Rössle Martin, Olschewski Manfred, Siegerstetter Volker, Berger Elisabeth, Kurz Katharina, Grandt Daniel
Departments of Gastroenterology and Hepatology, the University Hospital of Freiburg, Hugstetterstrasse 55, D-79106 Freiburg, Germany.
Surgery. 2004 Apr;135(4):394-403. doi: 10.1016/j.surg.2003.09.005.
The role of portosystemic shunting in the treatment of the Budd-Chiari syndrome is still under debate. Medical therapy and liver transplantation are alternative treatments. The aim of this study was to determine the outcome of a transjugular intrahepatic portosystemic shunt implantation.
Thirty-five patients with severe Budd-Chiari syndrome and a Child-Pugh score of 9.2+/-1.9, who were not responsive to medical therapy, were elected for the transjugular shunt treatment, which was successfully accomplished in 33. Eleven patients had a fulminant/acute (history <2 months); 13, a subacute (<6 months); and 11, a chronic course of the disease. The shunt was established by using conventional self-expandable stents in 25 patients and polytetrafluoroethylene-covered stents in 8 patients. The mean follow-up was 37+/-29 months.
The shunt reduced the portosystemic pressure gradient from 29+/-7 to 10+/-4 mm Hg and improved the portal flow velocity from 9.2+/-11 to 51+/-17 cm/s. Clinical symptoms as well as the biochemical test results improved significantly during 4 weeks after shunt treatment. Three patients died and 2 received liver transplants. The cumulative 1- and 5-year survival rate without transplantation in all patients was 93% and 74%, respectively, and in patients with fulminant/acute disease 91% and 91% respectively (no deaths in this time period).

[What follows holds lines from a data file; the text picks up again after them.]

// SPDX-License-Identifier: MIT

//! Document store wrapper with typed operations.
//!
//! Provides high-level operations for:
//! - Connections (per-user OAuth credentials)
//! - Activities (normalized records keyed by the dedup id)
//!
//! Two backends: Firestore for production (with emulator support) and an
//! in-memory map for tests and offline development. The in-memory backend
//! enforces the same (owner_id, external_id) uniqueness as Firestore, so
//! the sync engine's idempotency is observable without GCP.

use std::collections::HashMap;
use std::sync::{Arc, RwLock};

use crate::db::collections;
use crate::error::AppError;
use crate::models::{ActivityRecord, Connection};

/// Document store client.
#[derive(Clone)]
pub struct Db {
    backend: Backend,
}

#[derive(Clone)]
enum Backend {
    Firestore(firestore::FirestoreDb),
    Memory(Arc<MemoryStore>),
}

#[derive(Default)]
struct MemoryStore {
    /// Keyed by user_id
    connections: RwLock<HashMap<String, Connection>>,
    /// Keyed by ActivityRecord::doc_id
    activities: RwLock<HashMap<String, ActivityRecord>>,
}

impl Db {
    /// Create a new Firestore-backed store.
    ///
    /// For local development with emulator, set FIRESTORE_EMULATOR_HOST.
    pub async fn connect(project_id: &str) -> Result<Self, AppError> {
        // Emulator: unauthenticated connection to avoid local credential
        // warnings and leakage.
        if std::env::var("FIRESTORE_EMULATOR_HOST").is_ok() {
            return Self::connect_emulator(project_id).await;
        }

        let client = firestore::FirestoreDb::new(project_id)
            .await
            .map_err(|e| AppError::Database(format!("Failed to connect to Firestore: {}", e)))?;

        tracing::info!(project = project_id, "Connected to Firestore");

        Ok(Self {
            backend: Backend::Firestore(client),
        })
    }

    /// Firestore emulator client with a dummy token source.
    async fn connect_emulator(project_id: &str) -> Result<Self, AppError> {
        tracing::info!("Using unauthenticated connection for Firestore Emulator");

        let token_source = gcloud_sdk::ExternalJwtFunctionSource::new(|| async {
            Ok(gcloud_sdk::Token {
                token_type: "Bearer".to_string(),
                token: gcloud_sdk::SecretValue::new(
                    "eyJhbGciOiJub25lIn0.eyJ1aWQiOiJ0ZXN0In0."
                        .to_string()
                        .into(),
                ),
                expiry: chrono::Utc::now() + chrono::Duration::hours(1),
            })
        });

        let options = firestore::FirestoreDbOptions::new(project_id.to_string());

        let client = firestore::FirestoreDb::with_options_token_source(
            options,
            gcloud_sdk::GCP_DEFAULT_SCOPES.clone(),
            gcloud_sdk::TokenSourceType::ExternalSource(Box::new(token_source)),
        )
        .await
        .map_err(|e| {
            AppError::Database(format!("Failed to connect to Firestore Emulator: {}", e))
        })?;

        Ok(Self {
            backend: Backend::Firestore(client),
        })
    }

    /// Create an in-memory store (tests and offline development).
    pub fn new_memory() -> Self {
        Self {
            backend: Backend::Memory(Arc::new(MemoryStore::default())),
        }
    }

    // ─── Connection Operations ───────────────────────────────────

    /// Get a user's provider connection.
    pub async fn get_connection(&self, user_id: &str) -> Result<Option<Connection>, AppError> {
        match &self.backend {
            Backend::Firestore(client) => client
                .fluent()
                .select()
                .by_id_in(collections::CONNECTIONS)
                .obj()
                .one(user_id)
                .await
                .map_err(|e| AppError::Database(e.to_string())),
            Backend::Memory(store) => Ok(store
                .connections
                .read()
                .expect("connections lock poisoned")
                .get(user_id)
                .cloned()),
        }
    }

    /// Create or overwrite a connection. Refreshes mutate in place; old
    /// tokens are never kept around.
    pub async fn upsert_connection(&self, conn: &Connection) -> Result<(), AppError> {
        match &self.backend {
            Backend::Firestore(client) => {
                let _: () = client
                    .fluent()
                    .update()
                    .in_col(collections::CONNECTIONS)
                    .document_id(&conn.user_id)
                    .object(conn)
                    .execute()
                    .await
                    .map_err(|e| AppError::Database(e.to_string()))?;
                Ok(())
            }
            Backend::Memory(store) => {
                store
                    .connections
                    .write()
                    .expect("connections lock poisoned")
                    .insert(conn.user_id.clone(), conn.clone());
                Ok(())
            }
        }
    }

    /// Resolve the local connection owning an external athlete id.
    /// Returns None for athletes not connected through this engine.
    pub async fn find_connection_by_athlete(
        &self,
        athlete_id: u64,
    ) -> Result<Option<Connection>, AppError> {
        match &self.backend {
            Backend::Firestore(client) => {
                let mut results: Vec<Connection> = client
                    .fluent()
                    .select()
                    .from(collections::CONNECTIONS)
                    .filter(move |q| q.field("athlete_id").eq(athlete_id))
                    .limit(1)
                    .obj()
                    .query()
                    .await
                    .map_err(|e| AppError::Database(e.to_string()))?;
                Ok(results.pop())
            }
            Backend::Memory(store) => Ok(store
                .connections
                .read()
                .expect("connections lock poisoned")
                .values()
                .find(|c| c.athlete_id == athlete_id)
                .cloned()),
        }
    }

    /// Enumerate all connections (scheduler sweep).
    pub async fn list_connections(&self) -> Result<Vec<Connection>, AppError> {
        match &self.backend {
            Backend::Firestore(client) => client
                .fluent()
                .select()
                .from(collections::CONNECTIONS)
                .obj()
                .query()
                .await
                .map_err(|e| AppError::Database(e.to_string())),
            Backend::Memory(store) => {
                let mut conns: Vec<Connection> = store
                    .connections
                    .read()
                    .expect("connections lock poisoned")
                    .values()
                    .cloned()
                    .collect();
                conns.sort_by(|a, b| a.user_id.cmp(&b.user_id));
                Ok(conns)
            }
        }
    }

    // ─── Activity Operations ─────────────────────────────────────

    /// Check whether an activity record already exists for the dedup key.
    pub async fn activity_exists(
        &self,
        owner_id: &str,
        external_id: &str,
    ) -> Result<bool, AppError> {
        let doc_id = ActivityRecord::doc_id(owner_id, external_id);
        match &self.backend {
            Backend::Firestore(client) => {
                let existing: Option<ActivityRecord> = client
                    .fluent()
                    .select()
                    .by_id_in(collections::ACTIVITIES)
                    .obj()
                    .one(&doc_id)
                    .await
                    .map_err(|e| AppError::Database(e.to_string()))?;
                Ok(existing.is_some())
            }
            Backend::Memory(store) => Ok(store
                .activities
                .read()
                .expect("activities lock poisoned")
                .contains_key(&doc_id)),
        }
    }

    /// Insert an activity record only if the dedup key is absent.
    ///
    /// Returns `true` if the record was created, `false` if a record with
    /// the same (owner_id, external_id) already exists. The store is the
    /// final arbiter of the race between concurrent ingestion paths; the
    /// loser sees `false`, never an error.
    pub async fn insert_activity_if_absent(
        &self,
        record: &ActivityRecord,
    ) -> Result<bool, AppError> {
        let doc_id = ActivityRecord::doc_id(&record.owner_id, &record.external_id);
        match &self.backend {
            Backend::Firestore(client) => {
                let result: Result<ActivityRecord, _> = client
                    .fluent()
                    .insert()
                    .into(collections::ACTIVITIES)
                    .document_id(&doc_id)
                    .object(record)
                    .execute()
                    .await;

                match result {
                    Ok(_) => Ok(true),
                    Err(e) => {
                        let msg = e.to_string();
                        // Firestore rejects create-on-existing with AlreadyExists.
                        if msg.contains("AlreadyExists") || msg.contains("already exists") {
                            Ok(false)
                        } else {
                            Err(AppError::Database(msg))
                        }
                    }
                }
            }
            Backend::Memory(store) => {
                let mut activities = store.activities.write().expect("activities lock poisoned");
                if activities.contains_key(&doc_id) {
                    Ok(false)
                } else {
                    activities.insert(doc_id, record.clone());
                    Ok(true)
                }
            }
        }
    }

    /// Get activities for a user, newest first (downstream read surface).
    pub async fn get_activities_for_user(
        &self,
        owner_id: &str,
        limit: u32,
    ) -> Result<Vec<ActivityRecord>, AppError> {
        match &self.backend {
            Backend::Firestore(client) => {
                let owner = owner_id.to_string();
                client
                    .fluent()
                    .select()
                    .from(collections::ACTIVITIES)
                    .filter(move |q| q.field("owner_id").eq(owner.clone()))
                    .order_by([(
                        "started_at",
                        firestore::FirestoreQueryDirection::Descending,
                    )])
                    .limit(limit)
                    .obj()
                    .query()
                    .await
                    .map_err(|e| AppError::Database(e.to_string()))
            }
            Backend::Memory(store) => {
                let mut records: Vec<ActivityRecord> = store
                    .activities
                    .read()
                    .expect("activities lock poisoned")
                    .values()
                    .filter(|a| a.owner_id == owner_id)
                    .cloned()
                    .collect();
                records.sort_by(|a, b| b.started_at.cmp(&a.started_at));
                records.truncate(limit as usize);
                Ok(records)
            }
        }
    }
}
// SPDX-License-Identifier: MIT

//! Application error types with consistent API responses.
//!
//! The sync engine distinguishes failure classes so callers can
//! pattern-match instead of parsing messages: rate limits defer an
//! account to the next sweep, refresh failures require the user to
//! reconnect, and transient transport errors are retried a bounded
//! number of times.

use axum::{
    http::StatusCode,
    response::{IntoResponse, Response},
    Json,
};
use serde::Serialize;

/// Application error type that converts to HTTP responses.
#[derive(Debug, thiserror::Error)]
pub enum AppError {
    #[error("Authentication required")]
    Unauthorized,

    #[error("No provider connection for user {0}")]
    NotConnected(String),

    #[error("Credential refresh failed: {0}")]
    CredentialRefreshFailed(String),

    #[error("Provider rate limit hit")]
    RateLimited,

    #[error("Provider rejected credentials: {0}")]
    ProviderAuth(String),

    #[error("Transient network error: {0}")]
    Transient(String),

    #[error("Strava API error: {0}")]
    StravaApi(String),

    #[error("Database error: {0}")]
    Database(String),

    #[error("Invalid request: {0}")]
    BadRequest(String),

    #[error("Internal server error: {0}")]
    Internal(#[from] anyhow::Error),
}

impl AppError {
    /// True for errors that a bounded automatic retry may resolve.
    pub fn is_transient(&self) -> bool {
        matches!(self, AppError::Transient(_))
    }
}

/// JSON error response body.
#[derive(Serialize)]
struct ErrorResponse {
    error: String,
    #[serde(skip_serializing_if = "Option::is_none")]
    details: Option<String>,
}

impl IntoResponse for AppError {
    fn into_response(self) -> Response {
        let (status, error, details) = match &self {
            AppError::Unauthorized => (StatusCode::UNAUTHORIZED, "unauthorized", None),
            AppError::NotConnected(user) => (
                StatusCode::NOT_FOUND,
                "not_connected",
                Some(format!("user {} has no provider connection", user)),
            ),
            AppError::CredentialRefreshFailed(msg) => (
                StatusCode::CONFLICT,
                "reconnect_required",
                Some(msg.clone()),
            ),
            AppError::RateLimited => (StatusCode::TOO_MANY_REQUESTS, "rate_limited", None),
            AppError::ProviderAuth(msg) => {
                (StatusCode::BAD_GATEWAY, "provider_auth", Some(msg.clone()))
            }
            AppError::Transient(msg) => {
                (StatusCode::BAD_GATEWAY, "transient_error", Some(msg.clone()))
            }
            AppError::StravaApi(msg) => {
                (StatusCode::BAD_GATEWAY, "strava_error", Some(msg.clone()))
            }
            AppError::Database(msg) => {
                tracing::error!(error = %msg, "Database error");
                (StatusCode::INTERNAL_SERVER_ERROR, "database_error", None)
            }
            AppError::BadRequest(msg) => {
                (StatusCode::BAD_REQUEST, "bad_request", Some(msg.clone()))
            }
            AppError::Internal(err) => {
                tracing::error!(error = %err, "Internal server error");
                (StatusCode::INTERNAL_SERVER_ERROR, "internal_error", None)
            }
        };

        let body = ErrorResponse {
            error: error.to_string(),
            details,
        };

        (status, Json(body)).into_response()
    }
}

/// Result type alias for handlers.
pub type Result<T> = std::result::Result<T, AppError>;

On the average, 1.4+/-2.2 revisions per patient were needed during the mean follow-up of 3 years with a 1-year probability of 47%.
The transjugular shunt provides an excellent outcome in patients with severe fulminant/acute, subacute, and chronic Budd-Chiari syndrome. It may be regarded as a treatment for the acute and long-term management of these patients.

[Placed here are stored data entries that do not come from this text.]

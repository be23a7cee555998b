// SPDX-License-Identifier: MIT

//! Data models for the sync engine.

pub mod activity;
pub mod connection;

pub use activity::{ActivityKind, ActivityRecord, ItemError, SyncOutcome};
pub use connection::Connection;
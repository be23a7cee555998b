// SPDX-License-Identifier: MIT

//! Provider OAuth connection routes.
//!
//! `/auth/strava` starts the redirect flow for the signed-in user; the
//! callback exchanges the code and stores the connection. The `state`
//! parameter is HMAC-signed and carries the initiating user id, so a
//! callback can only bind a provider grant to the session that started
//! the flow.

use axum::{
    extract::{Extension, Query, State},
    response::Redirect,
    routing::get,
    Router,
};
use axum_extra::extract::cookie::{Cookie, CookieJar, SameSite};
use hmac::{Hmac, Mac};
use serde::Deserialize;
use sha2::Sha256;
use std::sync::Arc;
use std::time::{SystemTime, UNIX_EPOCH};

use crate::error::{AppError, Result};
use crate::middleware::auth::{create_jwt, AuthUser, SESSION_COOKIE};
use crate::AppState;

type HmacSha256 = Hmac<Sha256>;

/// How long a signed state parameter stays acceptable.
const STATE_MAX_AGE_SECS: u64 = 10 * 60;

/// Public auth routes (the provider redirects here outside any session).
pub fn routes() -> Router<Arc<AppState>> {
    Router::new()
        .route("/auth/strava/callback", get(auth_callback))
        .route("/auth/logout", get(logout))
}

/// Session-protected routes (starting a connection requires knowing who
/// is connecting).
pub fn connect_routes() -> Router<Arc<AppState>> {
    Router::new().route("/auth/strava", get(auth_start))
}

/// Build the signed state payload: `user_id|ts_hex|sig_hex`.
fn sign_state(user_id: &str, key: &[u8]) -> Result<String> {
    let timestamp = SystemTime::now()
        .duration_since(UNIX_EPOCH)
        .map_err(|e| AppError::Internal(anyhow::anyhow!("System time error: {}", e)))?
        .as_secs();

    let payload = format!("{}|{:x}", user_id, timestamp);
    let mut mac = HmacSha256::new_from_slice(key)
        .map_err(|e| AppError::Internal(anyhow::anyhow!("HMAC init failed: {}", e)))?;
    mac.update(payload.as_bytes());
    let signature = mac.finalize().into_bytes();

    Ok(format!("{}|{}", payload, hex::encode(signature)))
}

/// Verify a state parameter and recover the user id, or None if the
/// signature is bad or the state is stale.
fn verify_state(state: &str, key: &[u8]) -> Option<String> {
    let mut parts = state.rsplitn(2, '|');
    let sig_hex = parts.next()?;
    let payload = parts.next()?;

    let mut mac = HmacSha256::new_from_slice(key).ok()?;
    mac.update(payload.as_bytes());
    mac.verify_slice(&hex::decode(sig_hex).ok()?).ok()?;

    let mut fields = payload.rsplitn(2, '|');
    let ts_hex = fields.next()?;
    let user_id = fields.next()?;

    let issued = u64::from_str_radix(ts_hex, 16).ok()?;
    let now = SystemTime::now().duration_since(UNIX_EPOCH).ok()?.as_secs();
    if now.saturating_sub(issued) > STATE_MAX_AGE_SECS {
        return None;
    }

    Some(user_id.to_string())
}

/// Start the OAuth flow - redirect to provider authorization.
async fn auth_start(
    State(state): State<Arc<AppState>>,
    Extension(user): Extension<AuthUser>,
    headers: axum::http::HeaderMap,
) -> Result<Redirect> {
    let oauth_state = sign_state(&user.user_id, &state.config.oauth_state_key)?;

    let host = headers
        .get(axum::http::header::HOST)
        .and_then(|h| h.to_str().ok())
        .unwrap_or("localhost:8080");
    let scheme = if host.contains("localhost") || host.contains("127.0.0.1") {
        "http"
    } else {
        "https"
    };
    let callback_url = format!("{}://{}/auth/strava/callback", scheme, host);

    let auth_url = format!(
        "https://www.strava.com/oauth/authorize?\
         client_id={}&\
         redirect_uri={}&\
         response_type=code&\
         scope=activity:read_all&\
         state={}",
        state.config.strava_client_id,
        urlencoding::encode(&callback_url),
        urlencoding::encode(&oauth_state),
    );

    tracing::info!(
        user_id = %user.user_id,
        "Starting provider OAuth flow"
    );

    Ok(Redirect::temporary(&auth_url))
}

#[derive(Deserialize)]
pub struct CallbackParams {
    #[serde(default)]
    code: Option<String>,
    state: String,
    #[serde(default)]
    error: Option<String>,
}

/// OAuth callback - exchange code for tokens, store the connection.
async fn auth_callback(
    State(state): State<Arc<AppState>>,
    jar: CookieJar,
    Query(params): Query<CallbackParams>,
) -> Result<(CookieJar, Redirect)> {
    let frontend_url = &state.config.frontend_url;

    if let Some(error) = params.error {
        tracing::warn!(error = %error, "OAuth error from provider");
        let redirect = format!("{}?error={}", frontend_url, urlencoding::encode(&error));
        return Ok((jar, Redirect::temporary(&redirect)));
    }

    let user_id = verify_state(&params.state, &state.config.oauth_state_key)
        .ok_or_else(|| AppError::BadRequest("Invalid or expired state parameter".to_string()))?;

    let code = params
        .code
        .ok_or_else(|| AppError::BadRequest("Missing authorization code".to_string()))?;

    let conn = state.tokens.connect_user(&user_id, &code).await?;

    tracing::info!(
        user_id = %user_id,
        athlete_id = conn.athlete_id,
        "OAuth connection complete"
    );

    let token = create_jwt(&user_id, &state.config.jwt_signing_key)?;
    let cookie = Cookie::build((SESSION_COOKIE, token))
        .path("/")
        .http_only(true)
        .same_site(SameSite::Lax)
        .max_age(time::Duration::days(30))
        .build();

    let redirect = format!("{}?connected=strava", frontend_url);
    Ok((jar.add(cookie), Redirect::temporary(&redirect)))
}

/// Clear the session cookie.
async fn logout(State(state): State<Arc<AppState>>, jar: CookieJar) -> (CookieJar, Redirect) {
    let jar = jar.remove(Cookie::build((SESSION_COOKIE, "")).path("/").build());
    (jar, Redirect::temporary(&state.config.frontend_url))
}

门体分流术在布加综合征治疗中的作用仍存在争议。药物治疗和肝移植是可供选择的治疗方法。本研究的目的是确定经颈静脉肝内门体分流术植入的效果。
选取35例严重布加综合征且Child-Pugh评分为9.2±1.9、对药物治疗无反应的患者进行经颈静脉分流治疗,其中33例成功完成。11例为暴发性/急性(病程<2个月);13例为亚急性(<6个月);11例为慢性病程。25例患者使用传统的自膨式支架建立分流,8例患者使用聚四氟乙烯覆膜支架。平均随访时间为37±29个月。

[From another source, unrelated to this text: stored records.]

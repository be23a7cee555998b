// SPDX-License-Identifier: MIT

//! HTTP route handlers.

pub mod api;
pub mod auth;
pub mod webhook;

use crate::middleware::auth::require_auth;
use crate::AppState;
use axum::http::{header, Method};
use axum::{middleware, routing::get, Json, Router};
use serde::Serialize;
use std::sync::Arc;
use tower_http::cors::CorsLayer;
use tower_http::trace::{DefaultMakeSpan, DefaultOnResponse, TraceLayer};
use tracing::Level;

#[derive(Serialize)]
pub struct HealthResponse {
    pub status: String,
}

async fn health_check() -> Json<HealthResponse> {
    Json(HealthResponse {
        status: "ok".to_string(),
    })
}

/// Build the complete router with all routes.
pub fn create_router(state: Arc<AppState>) -> Router {
    let frontend_url = state.config.frontend_url.clone();
    let cors = CorsLayer::new()
        .allow_origin(tower_http::cors::AllowOrigin::predicate(
            move |origin: &axum::http::HeaderValue, _request_parts: &axum::http::request::Parts| {
                let origin_str = origin.to_str().unwrap_or("");
                origin_str == frontend_url || origin_str.starts_with("http://localhost")
            },
        ))
        .allow_credentials(true)
        .allow_methods([Method::GET, Method::POST, Method::OPTIONS])
        .allow_headers([header::CONTENT_TYPE, header::AUTHORIZATION]);

    // Public routes: the provider calls the webhook and callback directly,
    // outside any user session.
    let public_routes = Router::new()
        .route("/health", get(health_check))
        .merge(auth::routes())
        .merge(webhook::routes());

    // Session-protected routes.
    let protected_routes = api::routes()
        .merge(auth::connect_routes())
        .route_layer(middleware::from_fn_with_state(state.clone(), require_auth));

    Router::new()
        .merge(public_routes)
        .merge(protected_routes)
        .layer(cors)
        .layer(
            TraceLayer::new_for_http()
                .make_span_with(DefaultMakeSpan::new().level(Level::INFO))
                .on_response(DefaultOnResponse::new().level(Level::INFO)),
        )
        .with_state(state)
}
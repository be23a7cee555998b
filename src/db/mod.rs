// SPDX-License-Identifier: MIT

//! Database layer (Firestore in production, in-memory for tests).

pub mod store;

pub use store::Db;

/// Collection names as constants.
pub mod collections {
    pub const CONNECTIONS: &str = "connections";
    pub const ACTIVITIES: &str = "activities";
}
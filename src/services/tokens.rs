// SPDX-License-Identifier: MIT

//! Token lifecycle management.
//!
//! Guarantees every provider call runs with a token that is valid for at
//! least the safety buffer. Refreshing only after expiry risks a token
//! that dies mid-request, so refresh happens proactively whenever less
//! than an hour of validity remains.

use std::sync::Arc;

use chrono::Utc;
use dashmap::DashMap;
use tokio::sync::Mutex;

use crate::db::Db;
use crate::error::AppError;
use crate::models::Connection;
use crate::services::strava::StravaClient;

/// Safety buffer before expiry at which a refresh is triggered (1 hour).
pub const TOKEN_REFRESH_MARGIN_SECS: i64 = 60 * 60;

/// Per-user mutexes to serialize refresh operations within this process.
pub type RefreshLocks = Arc<DashMap<String, Arc<Mutex<()>>>>;

/// Decide whether a token with the given expiry must be refreshed now.
///
/// Pure so the buffer rule is independently testable.
pub fn needs_refresh(expires_at: i64, now: i64) -> bool {
    expires_at - now <= TOKEN_REFRESH_MARGIN_SECS
}

/// Manages credential validity for all connected accounts.
#[derive(Clone)]
pub struct TokenService {
    client: StravaClient,
    db: Db,
    refresh_locks: RefreshLocks,
}

impl TokenService {
    pub fn new(client: StravaClient, db: Db, refresh_locks: RefreshLocks) -> Self {
        Self {
            client,
            db,
            refresh_locks,
        }
    }

    /// Return a connection whose access token is valid for at least the
    /// safety buffer, refreshing and persisting first if necessary.
    ///
    /// A successful refresh is persisted immediately, before control
    /// returns to the caller: refresh tokens rotate, so a refreshed
    /// credential must never be discarded even if the caller's overall
    /// operation later fails.
    pub async fn ensure_valid(&self, conn: Connection) -> Result<Connection, AppError> {
        let now = Utc::now().timestamp();
        if !needs_refresh(conn.expires_at, now) {
            return Ok(conn);
        }

        // Serialize refreshes for this user within the process. Refresh is
        // not required to be mutually exclusive across processes, only
        // individually safe: the response persisted last is itself valid.
        let lock = self
            .refresh_locks
            .entry(conn.user_id.clone())
            .or_insert_with(|| Arc::new(Mutex::new(())))
            .clone();
        let _guard = lock.lock().await;

        // Re-load after acquiring the lock; a concurrent task may already
        // have refreshed and persisted a fresh credential. The clock is
        // re-read too: the wait for the lock can be arbitrarily long.
        let conn = self
            .db
            .get_connection(&conn.user_id)
            .await?
            .ok_or_else(|| AppError::NotConnected(conn.user_id.clone()))?;
        if !needs_refresh(conn.expires_at, Utc::now().timestamp()) {
            return Ok(conn);
        }

        tracing::info!(user_id = %conn.user_id, "Access token expiring, refreshing");

        let refreshed = match self.client.refresh_token(&conn.refresh_token).await {
            Ok(t) => t,
            // Rate limits and transport errors are transient conditions,
            // not evidence of a revoked grant; surface them unchanged so
            // the scheduler defers instead of flagging the account.
            Err(e @ AppError::RateLimited) | Err(e @ AppError::Transient(_)) => return Err(e),
            Err(e) => {
                let mut broken = conn.clone();
                broken.reconnect_required = true;
                broken.updated_at = Utc::now().to_rfc3339();
                if let Err(persist_err) = self.db.upsert_connection(&broken).await {
                    tracing::warn!(
                        user_id = %conn.user_id,
                        error = %persist_err,
                        "Failed to flag connection for reconnect"
                    );
                }
                tracing::warn!(user_id = %conn.user_id, error = %e, "Token refresh failed");
                return Err(AppError::CredentialRefreshFailed(e.to_string()));
            }
        };

        let updated = Connection {
            access_token: refreshed.access_token,
            refresh_token: refreshed.refresh_token,
            expires_at: refreshed.expires_at,
            reconnect_required: false,
            updated_at: Utc::now().to_rfc3339(),
            ..conn
        };
        self.db.upsert_connection(&updated).await?;

        tracing::info!(user_id = %updated.user_id, "Token refreshed and persisted");
        Ok(updated)
    }

    /// Exchange an authorization code and store the resulting connection
    /// (initial OAuth connection; also clears any reconnect flag).
    pub async fn connect_user(&self, user_id: &str, code: &str) -> Result<Connection, AppError> {
        let exchanged = self.client.exchange_code(code).await?;

        let conn = Connection {
            user_id: user_id.to_string(),
            athlete_id: exchanged.athlete.id,
            access_token: exchanged.access_token,
            refresh_token: exchanged.refresh_token,
            expires_at: exchanged.expires_at,
            reconnect_required: false,
            updated_at: Utc::now().to_rfc3339(),
        };
        self.db.upsert_connection(&conn).await?;

        tracing::info!(
            user_id = %conn.user_id,
            athlete_id = conn.athlete_id,
            "Provider connection stored"
        );
        Ok(conn)
    }
}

分流使门体压力梯度从29±7降至10±4 mmHg,并使门静脉血流速度从9.2±11提高到51±17 cm/s。分流治疗后4周内临床症状及生化检测结果显著改善。3例患者死亡,2例接受了肝移植。所有患者未进行移植的1年和5年累积生存率分别为93%和74%,暴发性/急性疾病患者分别为91%和91%(此时间段内无死亡)。在平均3年的随访期间,每位患者平均需要1.4±2.2次翻修,1年翻修概率为47%。
经颈静脉分流术在严重暴发性/急性、亚急性和慢性布加综合征患者中疗效良好。它可被视为这些患者急性和长期管理的一种治疗方法。